I had actually been to see the current GP before but his father was visiting and so the young doctor got his father to examine me instead. His father told me he is an orthopaedic surgeon so I didn't really understand why I had been passed to him to be examined for a sore throat and I thought he was a bit of a bully. Today I discovered that the son is much the same.

He wanted to know how I had gashed myself and when I told him about the barrowful of logs he exclaimed “That is not women's work!”
He asked me which member of staff at the medical centre had applied the current dressing. I said that I didn't know their names but of the two young doctors there, one was skinny and one was built a little more like you
“Nobody is built like me!” he snorted, flexing muscles that have names.
“Sure, but the skinny one is less like you than the other one”
“Yes, OK, I understand who you mean”

I had noticed on both visits an emblem I had never seen there before of a red boat with a golden sail and the words ΘΑΡΣΕΙΝ ΧΡΗ and I suspected that this might have something to do with it all. So I asked him what Tharsein Chry meant
“It takes Courage!” he told me “It is the emblem of the marines. I am a marine”
And then I was told that when you do your National Service you can either join the infantry or the navy or the special forces, which are the parachute regiment and the marines. The special forces do not forgive mistakes he told me. He obviously had a very low opinion of the infantry and the navy so I changed the subject.
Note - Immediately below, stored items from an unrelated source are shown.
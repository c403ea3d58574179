use chrono::{DateTime, Utc};
use serde::Serialize;
use utoipa::ToSchema;

use super::calc::Tier;
use crate::entity::alerts;

/// Whole-center occupancy for the current day
#[derive(Debug, Clone, PartialEq, Serialize, ToSchema)]
pub struct CurrentStats {
    /// Entries minus exits since local midnight, clamped at zero
    pub current_people: u64,
    pub entries_today: u64,
    pub exits_today: u64,
    /// `current_people / max_capacity`, one decimal
    pub capacity_percentage: f64,
    pub max_capacity: u32,
    /// Most recent reading ever stored (null if the store is empty)
    pub last_reading: Option<DateTime<Utc>>,
    pub has_data_today: bool,
    pub timestamp: DateTime<Utc>,
}

/// Readings over the last 24 hours in six 4-hour buckets
#[derive(Debug, Clone, PartialEq, Eq, Serialize, ToSchema)]
pub struct PeopleFlow {
    /// Bucket start hours: 00:00, 04:00, ... 20:00
    pub labels: Vec<String>,
    /// Estimated people per bucket (raw readings / 2)
    pub data: Vec<u64>,
    pub period: String,
    /// Raw readings in the window
    pub total_readings: u64,
    pub timestamp: DateTime<Utc>,
}

#[derive(Debug, Clone, PartialEq, Serialize, ToSchema)]
pub struct AreaOccupancy {
    pub name: String,
    /// Entries seen by the area's sensors within the recent window
    pub current: u64,
    pub capacity: u32,
    pub percentage: f64,
    pub status: Tier,
}

#[derive(Debug, Clone, PartialEq, Serialize, ToSchema)]
pub struct AreasOccupancy {
    pub areas: Vec<AreaOccupancy>,
    pub total_areas: usize,
    pub last_reading: Option<DateTime<Utc>>,
    pub timestamp: DateTime<Utc>,
}

#[derive(Debug, Clone, PartialEq, Eq, Serialize, ToSchema)]
pub struct ActiveAlert {
    pub id: i32,
    #[serde(rename = "type")]
    pub alert_type: String,
    pub severity: String,
    pub message: String,
    pub timestamp: DateTime<Utc>,
    pub sensor_id: Option<i32>,
    pub area: String,
}

impl ActiveAlert {
    pub(crate) fn from_model(alert: alerts::Model, area: &str) -> Self {
        Self {
            id: alert.id,
            alert_type: alert.alert_type,
            severity: alert.severity,
            message: alert.message,
            timestamp: alert.timestamp.with_timezone(&Utc),
            sensor_id: alert.sensor_id,
            area: area.to_string(),
        }
    }
}

#[derive(Debug, Clone, PartialEq, Eq, Serialize, ToSchema)]
pub struct ActiveAlerts {
    pub alerts: Vec<ActiveAlert>,
    pub total: usize,
    pub timestamp: DateTime<Utc>,
}

/// Store reachability report
#[derive(Debug, Clone, PartialEq, Eq, Serialize, ToSchema)]
pub struct HealthReport {
    pub status: String,
    pub module: String,
    pub database: String,
    pub sensors: u64,
    pub readings: u64,
    pub timestamp: DateTime<Utc>,
}
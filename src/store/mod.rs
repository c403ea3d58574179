//! The Reading Store: everything the aggregator needs from persistence.
//!
//! `SeaOrmStore` is the Postgres-backed implementation used by the server.
//! `MemoryStore` keeps rows in process and can be told to fail, which is how
//! the aggregation scenarios and HTTP error paths are exercised in tests.

mod memory;
mod sea;

use async_trait::async_trait;
use chrono::{DateTime, Utc};
use sea_orm::DbErr;

use crate::entity::{alerts, pool_readings};

pub use memory::MemoryStore;
pub use sea::SeaOrmStore;

pub type StoreResult<T> = Result<T, DbErr>;

/// Alert statuses that count as "active".
pub const ACTIVE_ALERT_STATUSES: [&str; 2] = ["open", "acknowledged"];

/// Activity flag carried by every reading.
#[derive(Debug, Clone, Copy, PartialEq, Eq)]
pub enum Activity {
    Exit,
    Entry,
}

impl Activity {
    /// Value stored in `readings.activity`.
    #[must_use]
    pub const fn flag(self) -> i16 {
        match self {
            Self::Exit => 0,
            Self::Entry => 1,
        }
    }
}

/// Kinds of rows found in `pool_readings.sensor_type`.
#[derive(Debug, Clone, Copy, PartialEq, Eq)]
pub enum PoolSensorType {
    WaterTemp,
    AmbientTemp,
    WaterQuality,
}

impl PoolSensorType {
    #[must_use]
    pub const fn as_str(self) -> &'static str {
        match self {
            Self::WaterTemp => "water_temp",
            Self::AmbientTemp => "ambient_temp",
            Self::WaterQuality => "water_quality",
        }
    }
}

/// Read-only queries the dashboard issues. Each call is independent; no call
/// relies on another having happened in the same request.
#[async_trait]
pub trait ReadingStore: Send + Sync {
    /// Count readings with the given activity flag at or after `since`.
    async fn count_activity_since(
        &self,
        since: DateTime<Utc>,
        activity: Activity,
    ) -> StoreResult<u64>;

    /// Same as [`Self::count_activity_since`], restricted to sensors whose serial
    /// number is in `serials`.
    async fn count_sensor_activity_since(
        &self,
        serials: &[String],
        since: DateTime<Utc>,
        activity: Activity,
    ) -> StoreResult<u64>;

    /// Timestamps of every reading in `[start, end]`, regardless of activity.
    async fn reading_times_between(
        &self,
        start: DateTime<Utc>,
        end: DateTime<Utc>,
    ) -> StoreResult<Vec<DateTime<Utc>>>;

    /// Timestamp of the most recent reading ever stored.
    async fn latest_reading_time(&self) -> StoreResult<Option<DateTime<Utc>>>;

    /// Open or acknowledged alerts, newest first, at most `limit` rows.
    async fn active_alerts(&self, limit: u64) -> StoreResult<Vec<alerts::Model>>;

    /// Most recent pool reading of the given type.
    async fn latest_pool_reading(
        &self,
        sensor_type: PoolSensorType,
    ) -> StoreResult<Option<pool_readings::Model>>;

    async fn count_sensors(&self) -> StoreResult<u64>;

    async fn count_readings(&self) -> StoreResult<u64>;
}

#[cfg(test)]
mod tests {
    use super::*;

    #[test]
    fn activity_flags_match_the_readings_column() {
        assert_eq!(Activity::Entry.flag(), 1);
        assert_eq!(Activity::Exit.flag(), 0);
        assert_eq!(PoolSensorType::AmbientTemp.as_str(), "ambient_temp");
    }
}
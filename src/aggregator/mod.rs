//! The Occupancy Aggregator.
//!
//! Each operation reads from a [`ReadingStore`], applies the arithmetic in
//! [`calc`] and returns a complete view. Nothing is cached between calls; a
//! store fault fails the whole operation.

pub mod calc;
pub mod pool;
mod types;

use std::sync::Arc;

use chrono::{DateTime, TimeDelta, Utc};

use crate::config::FacilityConfig;
use crate::store::{Activity, PoolSensorType, ReadingStore, StoreResult};

use calc::{FLOW_LABELS, FlowHistogram, Tier, capacity_percentage, day_start, occupancy};
use pool::{
    ALKALINITY_RANGE, CHLORINE_RANGE, Measurement, NO_DATA, PH_RANGE, PoolCondition,
    PoolOccupancy, PoolQuality, PoolStatus, WaterParameter, pool_reading_time,
};

pub use types::{
    ActiveAlert, ActiveAlerts, AreaOccupancy, AreasOccupancy, CurrentStats, HealthReport,
    PeopleFlow,
};

/// Area reported for every alert; alerts are not attributed to areas yet.
// TODO: resolve the area through alerts.sensor_id -> sensors.serial_number -> FacilityConfig.areas
pub const UNATTRIBUTED_ALERT_AREA: &str = "Sistema";

const FLOW_WINDOW_HOURS: i64 = 24;

pub struct OccupancyAggregator {
    store: Arc<dyn ReadingStore>,
    facility: Arc<FacilityConfig>,
}

impl OccupancyAggregator {
    pub fn new(store: Arc<dyn ReadingStore>, facility: Arc<FacilityConfig>) -> Self {
        Self { store, facility }
    }

    pub async fn current_snapshot(&self) -> StoreResult<CurrentStats> {
        self.current_snapshot_at(Utc::now()).await
    }

    /// Occupancy since local midnight: entries minus exits, against `max_capacity`.
    pub async fn current_snapshot_at(&self, now: DateTime<Utc>) -> StoreResult<CurrentStats> {
        let since = day_start(now, self.facility.offset());

        let entries_today = self.store.count_activity_since(since, Activity::Entry).await?;
        let exits_today = self.store.count_activity_since(since, Activity::Exit).await?;
        let last_reading = self.store.latest_reading_time().await?;

        let current_people = occupancy(entries_today, exits_today);
        tracing::debug!(
            %since,
            entries_today,
            exits_today,
            current_people,
            "computed current snapshot"
        );

        Ok(CurrentStats {
            current_people,
            entries_today,
            exits_today,
            capacity_percentage: capacity_percentage(current_people, self.facility.max_capacity),
            max_capacity: self.facility.max_capacity,
            last_reading,
            has_data_today: entries_today > 0 || exits_today > 0,
            timestamp: now,
        })
    }

    pub async fn flow_last_24h(&self) -> StoreResult<PeopleFlow> {
        self.flow_last_24h_at(Utc::now()).await
    }

    /// All readings of the last 24 hours bucketed by facility-local hour.
    pub async fn flow_last_24h_at(&self, now: DateTime<Utc>) -> StoreResult<PeopleFlow> {
        let start = now - TimeDelta::hours(FLOW_WINDOW_HOURS);
        let times = self.store.reading_times_between(start, now).await?;
        let histogram = FlowHistogram::from_timestamps(&times, self.facility.offset());

        tracing::debug!(
            readings = times.len(),
            buckets = ?histogram.raw_counts(),
            "computed people flow"
        );

        Ok(PeopleFlow {
            labels: FLOW_LABELS.iter().map(|l| (*l).to_string()).collect(),
            data: histogram.estimated_people(),
            period: format!("{FLOW_WINDOW_HOURS}h"),
            total_readings: histogram.total(),
            timestamp: now,
        })
    }

    pub async fn area_occupancy(&self) -> StoreResult<AreasOccupancy> {
        self.area_occupancy_at(Utc::now()).await
    }

    /// Entries per configured area within the recent window. Independent of the
    /// day-based snapshot; the two figures need not agree.
    pub async fn area_occupancy_at(&self, now: DateTime<Utc>) -> StoreResult<AreasOccupancy> {
        let since = now - self.facility.area_window();

        let mut areas = Vec::with_capacity(self.facility.areas.len());
        for area in &self.facility.areas {
            let current = self
                .store
                .count_sensor_activity_since(&area.sensors, since, Activity::Entry)
                .await?;
            let percentage = capacity_percentage(current, area.capacity);

            areas.push(AreaOccupancy {
                name: area.name.clone(),
                current,
                capacity: area.capacity,
                percentage,
                status: Tier::from_percentage(percentage),
            });
        }

        let last_reading = self.store.latest_reading_time().await?;

        Ok(AreasOccupancy {
            total_areas: areas.len(),
            areas,
            last_reading,
            timestamp: now,
        })
    }

    pub async fn pool_status(&self) -> StoreResult<PoolStatus> {
        self.pool_status_at(Utc::now()).await
    }

    /// Pool occupancy and temperatures. Sources that are not configured are
    /// reported as unavailable without querying the store.
    pub async fn pool_status_at(&self, now: DateTime<Utc>) -> StoreResult<PoolStatus> {
        let pool = &self.facility.pool;
        let offset = self.facility.offset();

        let pool_occupancy = if pool.sensors.is_empty() {
            PoolOccupancy::Unavailable
        } else {
            let since = day_start(now, offset);
            let entries_today = self
                .store
                .count_sensor_activity_since(&pool.sensors, since, Activity::Entry)
                .await?;
            let exits_today = self
                .store
                .count_sensor_activity_since(&pool.sensors, since, Activity::Exit)
                .await?;
            let current_people = occupancy(entries_today, exits_today);

            PoolOccupancy::Available {
                current_people,
                entries_today,
                exits_today,
                occupancy_percentage: capacity_percentage(current_people, pool.capacity),
            }
        };

        let (water_temperature, ambient_temperature) = if pool.readings_enabled {
            let water = self.store.latest_pool_reading(PoolSensorType::WaterTemp).await?;
            let ambient = self.store.latest_pool_reading(PoolSensorType::AmbientTemp).await?;
            (
                Measurement::temperature(water.as_ref(), offset),
                Measurement::temperature(ambient.as_ref(), offset),
            )
        } else {
            (Measurement::Unavailable, Measurement::Unavailable)
        };

        let status = match pool_occupancy {
            PoolOccupancy::Available {
                occupancy_percentage,
                ..
            } => PoolCondition::from(Tier::from_percentage(occupancy_percentage)),
            PoolOccupancy::Unavailable => PoolCondition::NoData,
        };

        let has_data = matches!(pool_occupancy, PoolOccupancy::Available { .. })
            || water_temperature.is_available()
            || ambient_temperature.is_available();

        Ok(PoolStatus {
            capacity: pool.capacity,
            status,
            has_data,
            occupancy: pool_occupancy,
            last_reading: water_temperature
                .recorded_at()
                .into_iter()
                .chain(ambient_temperature.recorded_at())
                .max(),
            water_temperature,
            ambient_temperature,
            timestamp: now,
        })
    }

    pub async fn pool_quality(&self) -> StoreResult<PoolQuality> {
        self.pool_quality_at(Utc::now()).await
    }

    /// Water-quality parameters with their safe bands. The pool table stores a
    /// classification only, so the individual parameters stay unavailable and
    /// the classification becomes `overall_status`.
    pub async fn pool_quality_at(&self, now: DateTime<Utc>) -> StoreResult<PoolQuality> {
        let latest = if self.facility.pool.readings_enabled {
            self.store
                .latest_pool_reading(PoolSensorType::WaterQuality)
                .await?
        } else {
            None
        };

        let classified = latest
            .as_ref()
            .and_then(|row| row.water_quality.clone().map(|q| (q, row)));
        let (overall_status, last_reading) = match classified {
            Some((quality, row)) => (
                quality,
                Some(pool_reading_time(row, self.facility.offset())),
            ),
            None => (NO_DATA.to_string(), None),
        };

        Ok(PoolQuality {
            ph: WaterParameter::new(Measurement::Unavailable, &PH_RANGE),
            chlorine: WaterParameter::new(Measurement::Unavailable, &CHLORINE_RANGE),
            alkalinity: WaterParameter::new(Measurement::Unavailable, &ALKALINITY_RANGE),
            has_data: last_reading.is_some(),
            overall_status,
            last_reading,
            timestamp: now,
        })
    }

    pub async fn active_alerts(&self) -> StoreResult<ActiveAlerts> {
        self.active_alerts_at(Utc::now()).await
    }

    /// Open and acknowledged alerts, newest first, capped at `alert_limit`.
    pub async fn active_alerts_at(&self, now: DateTime<Utc>) -> StoreResult<ActiveAlerts> {
        let alerts: Vec<ActiveAlert> = self
            .store
            .active_alerts(self.facility.alert_limit)
            .await?
            .into_iter()
            .map(|a| ActiveAlert::from_model(a, UNATTRIBUTED_ALERT_AREA))
            .collect();

        Ok(ActiveAlerts {
            total: alerts.len(),
            alerts,
            timestamp: now,
        })
    }

    pub async fn health_probe(&self) -> StoreResult<HealthReport> {
        self.health_probe_at(Utc::now()).await
    }

    /// Count sensors and readings to confirm the store answers.
    pub async fn health_probe_at(&self, now: DateTime<Utc>) -> StoreResult<HealthReport> {
        let sensors = self.store.count_sensors().await?;
        let readings = self.store.count_readings().await?;

        Ok(HealthReport {
            status: "healthy".to_string(),
            module: "dashboard".to_string(),
            database: "connected".to_string(),
            sensors,
            readings,
            timestamp: now,
        })
    }
}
“The navy comes here every September . . .”
“That is to . . .”
“I know about the submarine, I want to know what Nikos Kapadoukas did in Cyprus in 1964”
“He heroically saved a platoon of men and died in the process”
“Ah! Thank you! I did not know that”

Spousie wants to know more details but I am not sure I want another consultation with this chap.

This is the view out through the door from the public waiting area to the GP's office. A couple are enjoying coffee at 'Frank Lampard's' and a very poorly ginger cat sits in the middle of the road hoping for death. The bench outside the surgery will be the subject of another blip one day I am sure.